Jessie Ware - That! Feels Good!

He/Him
Happy to announce she won my mother's "thought she was gonna be mid but turned it out" award out of everyone performing ddd (I'm working on her taste). Say You Love Me was a "I guess this is cute" moment but it did bring things to a screeching halt; it just didn't work in such a short set, it needed to be more midtempo like Wildest Moments.
 
They/them, he/him
Believe becoming a staple of hers is not something I hate at all. Her version is so transcendent.
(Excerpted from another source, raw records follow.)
// Copyright 2022 Alibaba Cloud. All rights reserved.
//
// SPDX-License-Identifier: Apache-2.0

//! Well-known snapshot labels and layer classification.
//!
//! The runtime annotates snapshots with labels; everything the snapshotter
//! knows about a layer is derived, read-only, from them.

use std::collections::HashMap;

/// The runtime wants Prepare to commit this snapshot under the given name
/// and answer "already exists" instead of returning mounts.
pub const TARGET_SNAPSHOT_REF: &str = "containerd.io/snapshot.ref";
/// The layer carries the RAFS bootstrap.
pub const NYDUS_META_LAYER: &str = "containerd.io/snapshot/nydus-bootstrap";
/// The layer carries RAFS blob data and is never unpacked.
pub const NYDUS_DATA_LAYER: &str = "containerd.io/snapshot/nydus-blob";
/// The layer belongs to an image with an associated referrer image.
pub const NYDUS_REF_LAYER: &str = "containerd.io/snapshot/nydus-ref";
/// Manifest digest of the referrer image, set next to [`NYDUS_REF_LAYER`].
pub const NYDUS_REF_DIGEST: &str = "containerd.io/snapshot/nydus-ref/digest";
/// The layer is an eStargz layer, served remotely without conversion.
pub const STARGZ_LAYER: &str = "containerd.io/snapshot/remote/stargz.reference";
/// The layer has been converted to an EROFS image backed by a loop device.
pub const TARFS_LAYER: &str = "containerd.io/snapshot/nydus-tarfs";
/// Ask for the `volatile` overlayfs option on the writable mount.
pub const OVERLAY_VOLATILE: &str = "containerd.io/snapshot/overlay.volatile";
/// Digest of the compressed layer blob.
pub const CRI_LAYER_DIGEST: &str = "containerd.io/snapshot/cri.layer-digest";
/// Image reference the layer belongs to.
pub const CRI_IMAGE_REF: &str = "containerd.io/snapshot/cri.image-ref";
/// Digest of the image manifest the layer belongs to.
pub const CRI_MANIFEST_DIGEST: &str = "containerd.io/snapshot/cri.manifest-digest";

pub type Labels = HashMap<String, String>;

pub fn is_nydus_meta_layer(labels: &Labels) -> bool {
    labels.contains_key(NYDUS_META_LAYER)
}

pub fn is_nydus_data_layer(labels: &Labels) -> bool {
    labels.contains_key(NYDUS_DATA_LAYER)
}

pub fn is_stargz_layer(labels: &Labels) -> bool {
    labels.contains_key(STARGZ_LAYER)
}

pub fn is_tarfs_layer(labels: &Labels) -> bool {
    labels.contains_key(TARFS_LAYER)
}

pub fn is_volatile(labels: &Labels) -> bool {
    labels.contains_key(OVERLAY_VOLATILE)
}

/// The target name Prepare is asked to commit the snapshot under, if any.
pub fn target_ref(labels: &Labels) -> Option<&str> {
    labels.get(TARGET_SNAPSHOT_REF).map(|s| s.as_str())
}

pub fn layer_digest(labels: &Labels) -> Option<&str> {
    labels.get(CRI_LAYER_DIGEST).map(|s| s.as_str())
}

pub fn image_ref(labels: &Labels) -> Option<&str> {
    labels.get(CRI_IMAGE_REF).map(|s| s.as_str())
}

pub fn manifest_digest(labels: &Labels) -> Option<&str> {
    labels.get(CRI_MANIFEST_DIGEST).map(|s| s.as_str())
}

/// Whether the labels mark any kind of remote layer the runtime must not
/// unpack itself.
pub fn is_remote_data_layer(labels: &Labels) -> bool {
    is_nydus_data_layer(labels) || is_tarfs_layer(labels)
}

#[cfg(test)]
mod tests {
    use super::*;

    fn labels(pairs: &[(&str, &str)]) -> Labels {
        pairs
            .iter()
            .map(|(k, v)| (k.to_string(), v.to_string()))
            .collect()
    }

    #[test]
    fn test_classification() {
        let l = labels(&[(NYDUS_META_LAYER, "true")]);
        assert!(is_nydus_meta_layer(&l));
        assert!(!is_nydus_data_layer(&l));
        assert!(!is_remote_data_layer(&l));

        let l = labels(&[(NYDUS_DATA_LAYER, "true"), (TARGET_SNAPSHOT_REF, "t1")]);
        assert!(is_nydus_data_layer(&l));
        assert!(is_remote_data_layer(&l));
        assert_eq!(target_ref(&l), Some("t1"));

        let l = labels(&[(TARFS_LAYER, "true")]);
        assert!(is_tarfs_layer(&l));
        assert!(is_remote_data_layer(&l));
    }

    #[test]
    fn test_digest_accessors() {
        let l = labels(&[
            (CRI_LAYER_DIGEST, "sha256:aa"),
            (CRI_IMAGE_REF, "registry.test/repo:tag"),
        ]);
        assert_eq!(layer_digest(&l), Some("sha256:aa"));
        assert_eq!(image_ref(&l), Some("registry.test/repo:tag"));
        assert_eq!(manifest_digest(&l), None);
    }
}
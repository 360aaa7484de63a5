use std::error::Error as StdError;

use crate::types::PlatformType;

/// Crate-wide result type for platform client operations.
pub type Result<T> = std::result::Result<T, Error>;

/// Typed errors shared across platform clients.
#[derive(Debug, thiserror::Error)]
pub enum Error {
    /// The instance's credentials are incomplete; the client is degraded to
    /// a disabled state and every call short-circuits with this error.
    #[error("{platform} is not configured: {message}")]
    NotConfigured {
        platform: PlatformType,
        message: String,
    },

    /// Input payload or parameter is invalid.
    #[error("invalid platform input: {message}")]
    InvalidInput { message: String },

    /// The remote API answered with a non-success status.
    #[error("{platform} api error ({status}): {body}")]
    Api {
        platform: PlatformType,
        status: u16,
        body: String,
    },

    /// The request never produced a usable response (network, timeout, TLS).
    #[error("{platform} request failed: {context}: {source}")]
    Transport {
        platform: PlatformType,
        context: String,
        #[source]
        source: Box<dyn StdError + Send + Sync>,
    },

    /// JSON (de)serialization failed.
    #[error(transparent)]
    SerdeJson(#[from] serde_json::Error),
}

impl Error {
    #[must_use]
    pub fn not_configured(platform: PlatformType, message: impl std::fmt::Display) -> Self {
        Self::NotConfigured {
            platform,
            message: message.to_string(),
        }
    }

    #[must_use]
    pub fn invalid_input(message: impl std::fmt::Display) -> Self {
        Self::InvalidInput {
            message: message.to_string(),
        }
    }

    #[must_use]
    pub fn api(platform: PlatformType, status: u16, body: impl Into<String>) -> Self {
        Self::Api {
            platform,
            status,
            body: body.into(),
        }
    }

    #[must_use]
    pub fn transport(
        platform: PlatformType,
        context: impl Into<String>,
        source: impl StdError + Send + Sync + 'static,
    ) -> Self {
        Self::Transport {
            platform,
            context: context.into(),
            source: Box::new(source),
        }
    }
}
Nothing will beat the original version, but Jessie comes the closest. The Piano Room performance is honestly one of my songs of the year and is on regular rotation in my house. That interpolation of Love At First Sight? Ugh, perfection. Beb nailed the assignment.
 
However, I'm here to gush over the title track for a bit. It's so fucking amazing. I didn't expect to be gobsmacked like that. It reminds me of "Running Away" by Roy Ayers Ubiquity, as well as some fun sprinkles of Sheila E., Control-era Janet, and Rick James. I love the catchy, call-and-response-esque nature of the hook. Like on the last album, this album is so excellent at drawing from these specific inspirations without sounding pastiche. She sounds like a scholar of '70s/'80s funk on this one.
I'm really happy to read this mini thinkpiece on the title track because I feel it's easily dismissed (as I did at first) as kind of an extended intro or mood-setter, and hasn't really been discussed much.
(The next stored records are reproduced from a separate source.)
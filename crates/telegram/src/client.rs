use {
    secrecy::{ExposeSecret, Secret},
    serde::{Deserialize, de::DeserializeOwned},
    serde_json::json,
};

use switchboard_platforms::{Error, PlatformInstance, PlatformType, Result};

const DEFAULT_BASE_URL: &str = "https://api.telegram.org";

/// Thin Telegram Bot API client for one bot instance.
#[derive(Debug)]
pub struct TelegramClient {
    http: reqwest::Client,
    base_url: String,
    token: Secret<String>,
}

/// Bot identity as reported by `getMe`.
#[derive(Debug, Clone, Deserialize)]
pub struct BotIdentity {
    pub id: i64,
    pub username: Option<String>,
    pub first_name: String,
}

/// Current webhook registration as reported by `getWebhookInfo`.
#[derive(Debug, Clone, Deserialize)]
pub struct WebhookInfo {
    pub url: String,
    #[serde(default)]
    pub pending_update_count: i64,
    #[serde(default)]
    pub last_error_message: Option<String>,
}

#[derive(Debug, Deserialize)]
struct ApiResponse<T> {
    ok: bool,
    result: Option<T>,
    description: Option<String>,
}

impl TelegramClient {
    /// Build a client from an instance record. Fails with `NotConfigured`
    /// when the bot token is missing, so callers degrade instead of issuing
    /// doomed requests.
    pub fn from_instance(http: reqwest::Client, instance: &PlatformInstance) -> Result<Self> {
        if instance.credentials.token_is_empty() {
            return Err(Error::not_configured(
                PlatformType::Telegram,
                format!("instance '{}' has no bot token", instance.id),
            ));
        }
        let base_url = if instance.credentials.base_url.is_empty() {
            DEFAULT_BASE_URL.to_string()
        } else {
            instance.credentials.base_url.clone()
        };
        Ok(Self {
            http,
            base_url,
            token: instance.credentials.token.clone(),
        })
    }

    fn method_url(&self, method: &str) -> String {
        format!(
            "{}/bot{}/{}",
            self.base_url.trim_end_matches('/'),
            self.token.expose_secret(),
            method
        )
    }

    async fn call<T: DeserializeOwned>(&self, method: &str, payload: serde_json::Value) -> Result<T> {
        let resp = self
            .http
            .post(self.method_url(method))
            .json(&payload)
            .send()
            .await
            .map_err(|e| Error::transport(PlatformType::Telegram, method, e))?;

        let status = resp.status();
        let body = resp
            .text()
            .await
            .map_err(|e| Error::transport(PlatformType::Telegram, method, e))?;
        let parsed: ApiResponse<T> = serde_json::from_str(&body).map_err(|_| {
            Error::api(PlatformType::Telegram, status.as_u16(), body.clone())
        })?;
        if !parsed.ok {
            return Err(Error::api(
                PlatformType::Telegram,
                status.as_u16(),
                parsed
                    .description
                    .unwrap_or_else(|| "unknown bot api error".into()),
            ));
        }
        parsed.result.ok_or_else(|| {
            Error::api(
                PlatformType::Telegram,
                status.as_u16(),
                format!("{method}: ok response without result"),
            )
        })
    }

    /// Verify credentials and fetch the bot identity.
    pub async fn get_me(&self) -> Result<BotIdentity> {
        self.call("getMe", json!({})).await
    }

    /// Send a text message to a chat. `parse_mode` is passed through when
    /// set ("Markdown", "HTML"); plain text otherwise.
    pub async fn send_message(
        &self,
        chat_id: &str,
        text: &str,
        parse_mode: Option<&str>,
    ) -> Result<()> {
        let mut payload = json!({
            "chat_id": chat_id,
            "text": text,
        });
        if let Some(mode) = parse_mode
            && let Some(obj) = payload.as_object_mut()
        {
            obj.insert("parse_mode".into(), serde_json::Value::String(mode.into()));
        }
        self.call::<serde_json::Value>("sendMessage", payload)
            .await
            .map(|_| ())
    }

    /// Register the webhook URL for this bot, with an optional secret token
    /// echoed back by Telegram on every delivery.
    pub async fn set_webhook(&self, url: &str, secret_token: Option<&str>) -> Result<()> {
        let mut payload = json!({ "url": url });
        if let Some(secret) = secret_token
            && let Some(obj) = payload.as_object_mut()
        {
            obj.insert(
                "secret_token".into(),
                serde_json::Value::String(secret.into()),
            );
        }
        self.call::<bool>("setWebhook", payload).await.map(|_| ())
    }

    pub async fn get_webhook_info(&self) -> Result<WebhookInfo> {
        self.call("getWebhookInfo", json!({})).await
    }
}

#[cfg(test)]
#[allow(clippy::unwrap_used, clippy::expect_used)]
mod tests {
    use switchboard_platforms::InstanceCredentials;

    use super::*;

    fn instance(base_url: &str) -> PlatformInstance {
        PlatformInstance {
            id: "bot-1".into(),
            platform: PlatformType::Telegram,
            display_name: "Support Bot".into(),
            credentials: InstanceCredentials {
                base_url: base_url.into(),
                token: Secret::new("123:ABC".into()),
                ..Default::default()
            },
            is_active: true,
            created_at: 0,
            updated_at: 0,
        }
    }

    #[test]
    fn missing_token_degrades_to_not_configured() {
        let mut inst = instance("");
        inst.credentials.token = Secret::new(String::new());
        let err = TelegramClient::from_instance(reqwest::Client::new(), &inst).unwrap_err();
        assert!(matches!(err, Error::NotConfigured { .. }));
    }

    #[tokio::test]
    async fn get_me_parses_identity() {
        let mut server = mockito::Server::new_async().await;
        let mock = server
            .mock("POST", "/bot123:ABC/getMe")
            .with_status(200)
            .with_body(r#"{"ok":true,"result":{"id":42,"username":"support_bot","first_name":"Support"}}"#)
            .create_async()
            .await;

        let client =
            TelegramClient::from_instance(reqwest::Client::new(), &instance(&server.url()))
                .unwrap();
        let me = client.get_me().await.unwrap();
        assert_eq!(me.id, 42);
        assert_eq!(me.username.as_deref(), Some("support_bot"));
        mock.assert_async().await;
    }

    #[tokio::test]
    async fn bot_api_error_surfaces_description() {
        let mut server = mockito::Server::new_async().await;
        server
            .mock("POST", "/bot123:ABC/sendMessage")
            .with_status(400)
            .with_body(r#"{"ok":false,"description":"Bad Request: chat not found"}"#)
            .create_async()
            .await;

        let client =
            TelegramClient::from_instance(reqwest::Client::new(), &instance(&server.url()))
                .unwrap();
        let err = client.send_message("7", "hello", None).await.unwrap_err();
        match err {
            Error::Api {
                platform, status, body, ..
            } => {
                assert_eq!(platform, PlatformType::Telegram);
                assert_eq!(status, 400);
                assert!(body.contains("chat not found"));
            },
            other => panic!("expected api error, got {other:?}"),
        }
    }

    #[tokio::test]
    async fn webhook_registration_roundtrip() {
        let mut server = mockito::Server::new_async().await;
        let set = server
            .mock("POST", "/bot123:ABC/setWebhook")
            .match_body(mockito::Matcher::PartialJson(serde_json::json!({
                "url": "https://bridge.example.com/webhooks/telegram/bot-1",
                "secret_token": "s3cret",
            })))
            .with_status(200)
            .with_body(r#"{"ok":true,"result":true}"#)
            .create_async()
            .await;
        server
            .mock("POST", "/bot123:ABC/getWebhookInfo")
            .with_status(200)
            .with_body(
                r#"{"ok":true,"result":{"url":"https://bridge.example.com/webhooks/telegram/bot-1","pending_update_count":0}}"#,
            )
            .create_async()
            .await;

        let client =
            TelegramClient::from_instance(reqwest::Client::new(), &instance(&server.url()))
                .unwrap();
        client
            .set_webhook(
                "https://bridge.example.com/webhooks/telegram/bot-1",
                Some("s3cret"),
            )
            .await
            .unwrap();
        let info = client.get_webhook_info().await.unwrap();
        assert_eq!(info.pending_update_count, 0);
        assert!(info.url.ends_with("/webhooks/telegram/bot-1"));
        set.assert_async().await;
    }

    #[tokio::test]
    async fn send_message_includes_parse_mode() {
        let mut server = mockito::Server::new_async().await;
        let mock = server
            .mock("POST", "/bot123:ABC/sendMessage")
            .match_body(mockito::Matcher::PartialJson(serde_json::json!({
                "chat_id": "7",
                "parse_mode": "Markdown",
            })))
            .with_status(200)
            .with_body(r#"{"ok":true,"result":{"message_id":1}}"#)
            .create_async()
            .await;

        let client =
            TelegramClient::from_instance(reqwest::Client::new(), &instance(&server.url()))
                .unwrap();
        client
            .send_message("7", "*hi*", Some("Markdown"))
            .await
            .unwrap();
        mock.assert_async().await;
    }
}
It is a mood setter (although there's nothing else so overtly funk on here), but also a fantastic, essential song in its own right? The sheer joy of the live band, the way it drops out and makes you think it's all over, then comes roaring back in as Jessie's repeated vocal hook morphs into this, like, controlled, rhythmic element anchoring the song while everything around it goes crazy. It's a killer advert for James Ford's skill as a producer, the technical finesse made to sound so spontaneous, like a joyful jam session that just keeps going... while also proving that Jessie really is a student of the genres she pays homage to on this record and the last. Like, she gets it.
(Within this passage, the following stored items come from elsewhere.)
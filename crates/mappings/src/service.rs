use std::sync::Arc;

use {
    serde::Serialize,
    tracing::{info, warn},
};

use {
    switchboard_common::unix_now,
    switchboard_platforms::{ClientRegistry, InstanceDirectory, PlatformInstance, PlatformType},
};

use crate::{
    Error, Result,
    model::{AutoConnect, DirectionMatrix, PlatformMapping},
    store::MappingStore,
};

/// Input for mapping creation.
#[derive(Debug, Clone)]
pub struct NewMapping {
    pub source_platform: PlatformType,
    pub source_instance_id: String,
    pub chatwoot_instance_id: Option<String>,
    pub dify_instance_id: Option<String>,
    pub directions: DirectionMatrix,
    pub auto_connect: AutoConnect,
}

/// Routing configuration for one source instance, shaped for UI consumption.
#[derive(Debug, Clone, Serialize)]
pub struct RoutingConfiguration {
    pub has_mapping: bool,
    pub mappings: Vec<RoutingEntry>,
}

#[derive(Debug, Clone, Serialize)]
pub struct RoutingEntry {
    pub mapping_id: String,
    pub directions: DirectionMatrix,
    pub auto_connect: AutoConnect,
    pub chatwoot: Option<TargetSummary>,
    pub dify: Option<TargetSummary>,
}

/// A configured target with its display name joined in.
#[derive(Debug, Clone, Serialize)]
pub struct TargetSummary {
    pub instance_id: String,
    pub display_name: Option<String>,
}

/// Reachability of one platform during a connection test.
#[derive(Debug, Clone, Serialize)]
pub struct ProbeResult {
    pub success: bool,
    #[serde(skip_serializing_if = "Option::is_none")]
    pub error: Option<String>,
}

/// Per-target connection test outcome. Unconfigured targets are reported as
/// failed probes with a reason, never silently skipped, so incomplete setups
/// are visible; `overall_success` only ANDs the configured targets.
#[derive(Debug, Clone, Serialize)]
pub struct ConnectionTestReport {
    pub telegram: ProbeResult,
    pub chatwoot: ProbeResult,
    pub dify: ProbeResult,
    pub overall_success: bool,
}

/// Validates and persists mappings and answers routing-configuration
/// queries.
pub struct MappingService {
    store: Arc<dyn MappingStore>,
    instances: Arc<InstanceDirectory>,
    registry: Arc<ClientRegistry>,
}

impl MappingService {
    pub fn new(
        store: Arc<dyn MappingStore>,
        instances: Arc<InstanceDirectory>,
        registry: Arc<ClientRegistry>,
    ) -> Self {
        Self {
            store,
            instances,
            registry,
        }
    }

    async fn require_active(
        &self,
        instance_id: &str,
        expected: PlatformType,
    ) -> Result<PlatformInstance> {
        let instance = self
            .instances
            .get_active(instance_id)
            .await?
            .ok_or_else(|| {
                Error::validation(format!(
                    "{expected} instance '{instance_id}' does not exist or is inactive"
                ))
            })?;
        if instance.platform != expected {
            return Err(Error::validation(format!(
                "instance '{instance_id}' is a {} instance, expected {expected}",
                instance.platform
            )));
        }
        Ok(instance)
    }

    /// Create a mapping after validating every referenced instance and
    /// checking for an active duplicate of the same triple.
    pub async fn create_mapping(
        &self,
        new: NewMapping,
        actor: &str,
    ) -> Result<PlatformMapping> {
        if new.chatwoot_instance_id.is_none() && new.dify_instance_id.is_none() {
            return Err(Error::validation(
                "a mapping needs at least one of a chatwoot account or a dify app",
            ));
        }

        self.require_active(&new.source_instance_id, new.source_platform)
            .await?;
        if let Some(id) = new.chatwoot_instance_id.as_deref() {
            self.require_active(id, PlatformType::Chatwoot).await?;
        }
        if let Some(id) = new.dify_instance_id.as_deref() {
            self.require_active(id, PlatformType::Dify).await?;
        }

        if let Some(existing) = self
            .store
            .find_active_by_triple(
                &new.source_instance_id,
                new.chatwoot_instance_id.as_deref(),
                new.dify_instance_id.as_deref(),
            )
            .await?
        {
            return Err(Error::conflict(format!(
                "an active mapping for this triple already exists: {}",
                existing.id
            )));
        }

        let now = unix_now();
        let mapping = PlatformMapping {
            id: uuid::Uuid::new_v4().to_string(),
            source_platform: new.source_platform,
            source_instance_id: new.source_instance_id,
            chatwoot_instance_id: new.chatwoot_instance_id,
            dify_instance_id: new.dify_instance_id,
            directions: new.directions,
            auto_connect: new.auto_connect,
            is_active: true,
            created_by: actor.to_string(),
            created_at: now,
            updated_at: now,
        };
        self.store.insert(&mapping).await?;
        info!(
            mapping_id = %mapping.id,
            source = %mapping.source_instance_id,
            created_by = actor,
            "created platform mapping"
        );
        Ok(mapping)
    }

    /// Routing configuration for one source instance. An instance without a
    /// mapping is an expected state, reported as `has_mapping: false`.
    pub async fn get_routing_configuration(
        &self,
        source_instance_id: &str,
    ) -> Result<RoutingConfiguration> {
        let mappings = self
            .store
            .list_active_for_instance(source_instance_id)
            .await?
            .into_iter()
            .filter(|m| m.source_instance_id == source_instance_id)
            .collect::<Vec<_>>();

        let mut entries = Vec::with_capacity(mappings.len());
        for mapping in mappings {
            entries.push(RoutingEntry {
                mapping_id: mapping.id.clone(),
                directions: mapping.directions,
                auto_connect: mapping.auto_connect,
                chatwoot: self
                    .target_summary(mapping.chatwoot_instance_id.as_deref())
                    .await?,
                dify: self
                    .target_summary(mapping.dify_instance_id.as_deref())
                    .await?,
            });
        }
        Ok(RoutingConfiguration {
            has_mapping: !entries.is_empty(),
            mappings: entries,
        })
    }

    async fn target_summary(&self, instance_id: Option<&str>) -> Result<Option<TargetSummary>> {
        let Some(id) = instance_id else {
            return Ok(None);
        };
        let display_name = self
            .instances
            .get_active(id)
            .await?
            .map(|i| i.display_name);
        Ok(Some(TargetSummary {
            instance_id: id.to_string(),
            display_name,
        }))
    }

    /// Exact-match lookup used by the routing engine before forwarding.
    /// A miss is a normal outcome, not an error.
    pub async fn get_active_mapping(
        &self,
        source_instance_id: &str,
        chatwoot_instance_id: Option<&str>,
        dify_instance_id: Option<&str>,
    ) -> Result<Option<PlatformMapping>> {
        Ok(self
            .store
            .find_active_by_triple(source_instance_id, chatwoot_instance_id, dify_instance_id)
            .await?)
    }

    pub async fn update_directions(
        &self,
        mapping_id: &str,
        directions: DirectionMatrix,
    ) -> Result<PlatformMapping> {
        let mut mapping = self
            .store
            .get(mapping_id)
            .await?
            .ok_or_else(|| Error::not_found(format!("mapping '{mapping_id}'")))?;
        mapping.directions = directions;
        mapping.updated_at = unix_now();
        self.store.update(&mapping).await?;
        Ok(mapping)
    }

    /// Toggle a mapping. Deactivation is soft: the row stays for audit.
    pub async fn set_active(&self, mapping_id: &str, active: bool) -> Result<PlatformMapping> {
        let mut mapping = self
            .store
            .get(mapping_id)
            .await?
            .ok_or_else(|| Error::not_found(format!("mapping '{mapping_id}'")))?;
        mapping.is_active = active;
        mapping.updated_at = unix_now();
        self.store.update(&mapping).await?;
        info!(mapping_id, active, "toggled platform mapping");
        Ok(mapping)
    }

    /// Independently probe each configured target's reachability.
    pub async fn test_connection(&self, mapping_id: &str) -> Result<ConnectionTestReport> {
        let mapping = self
            .store
            .get(mapping_id)
            .await?
            .ok_or_else(|| Error::not_found(format!("mapping '{mapping_id}'")))?;

        let telegram = self
            .probe(PlatformType::Telegram, Some(&mapping.source_instance_id))
            .await;
        let chatwoot = self
            .probe(
                PlatformType::Chatwoot,
                mapping.chatwoot_instance_id.as_deref(),
            )
            .await;
        let dify = self
            .probe(PlatformType::Dify, mapping.dify_instance_id.as_deref())
            .await;

        let mut overall_success = telegram.success;
        if mapping.chatwoot_instance_id.is_some() {
            overall_success &= chatwoot.success;
        }
        if mapping.dify_instance_id.is_some() {
            overall_success &= dify.success;
        }

        Ok(ConnectionTestReport {
            telegram,
            chatwoot,
            dify,
            overall_success,
        })
    }

    async fn probe(&self, platform: PlatformType, instance_id: Option<&str>) -> ProbeResult {
        let Some(instance_id) = instance_id else {
            return ProbeResult {
                success: false,
                error: Some(format!("{platform} is not configured for this mapping")),
            };
        };
        let instance = match self.instances.get_active(instance_id).await {
            Ok(Some(instance)) => instance,
            Ok(None) => {
                return ProbeResult {
                    success: false,
                    error: Some(format!(
                        "{platform} instance '{instance_id}' does not exist or is inactive"
                    )),
                };
            },
            Err(e) => {
                return ProbeResult {
                    success: false,
                    error: Some(format!("instance lookup failed: {e}")),
                };
            },
        };
        let Some(client) = self.registry.get(platform) else {
            return ProbeResult {
                success: false,
                error: Some(format!("no client registered for {platform}")),
            };
        };
        match client.test_connection(&instance).await {
            Ok(()) => ProbeResult {
                success: true,
                error: None,
            },
            Err(e) => {
                warn!(%platform, instance_id, error = %e, "connection probe failed");
                ProbeResult {
                    success: false,
                    error: Some(e.to_string()),
                }
            },
        }
    }
}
A lot of the time popstars will talk about a song or a visual being influenced by something else, and I think that's great but... I can't hear it, so it feels tenuous or even fictional sometimes? Jessie wears her influences on the track. I personally love that.
 
The tour is so close now and I've been spinning this one a bit more and I do want to say it still sounds fresh and will make a really fun gig. I do hope we get that smooth transition from Beautiful People into Freak Me Now (album version) because I can see that being such a moment. I'm really curious to see how she balances the set list.

Justice for Overtime.
 
he/him
I'm sorry but the whole "I dont know that much techno. Maybe I should go clubbing with my brother." when speaking about *wanting* to do a record partly inspired by techno next reads like a very bizzare flex to me nn. Anyway I expect something like "Overtime" as her idea of that and I'm definitely more than fine with that!
 
There are many elements of techno on Kylie's Impossible Princess for example, along with trip-hop, also on Ray of Light... she's probably envisioning something closer to that or the atmospheric sounds of Bicep than, like, Amelie Lens techno dd.